The SOS mode is particularly interesting. Wicked says the Krypton’s beam is so powerful, it can hit a target up to 85 miles away. To this end, the laser promises utility in wilderness survival scenarios (“Hey, look at me! I’m over here!). Beyond that, the Krypton has limited utility, save use in legitimate science experiments—and blowing the friggin’ mind of anyone who sees it in action. Like any 1-watt laser, the Krypton is not a toy. It’s a serious piece of a technology that can cause permanent bodily harm. And you can even wind up in jail if you point it at person or plane. But there’s no denying its considerable wow factor. It’s science fiction made real. Amazing.

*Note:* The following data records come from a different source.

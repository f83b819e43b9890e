pub mod access;
pub mod config;
pub mod db;
pub mod error;
pub mod i18n;
pub mod service;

With a chassis modeled after a Star Warsian light saber, the Krypton, like the Arctic before it, can be mistaken for a toy. Don’t be fooled. It’s a Class IV laser that can start fires, burn skin, and cause permanent blindness. It should never be pointed at aircraft, or at any living thing. Luckily, every Krypton comes with a pair of safety goggles tuned for the laser’s 532nm wavelength. The goggles provide eye protection in the event of a direct hit to one’s retina (without safety goggles, it’s safe to view the beam of a Class IV laser—just don’t look into the laser, or even at its terminating dot). And, yes, the Krypton is legal for sale. There are no laws prohibiting Class IV lasers to Joe Public, but it is unlawful to disrupt aircraft, start fires, and burn and blind people.
FYI: For the nifty effect you see in the photo above, we used Wicked’s line effect lens, which is part of a $30 expanded lens kit, sold separately. The kit also includes lenses for a cross effect (two intersecting lines); galaxy effect (multiple mini laser beams); focusing effect (a concentrated beam for extra power density); flashlight effect (a diffuse, expanded beam); and floodlight effect (even more expanded and diffuse).
Brilliant, exceedingly bright green light. Improved build quality compared to Arctic. Redundant safety systems, plus SOS mode.
Quite expensive. Dangerous in the hands of douchebags.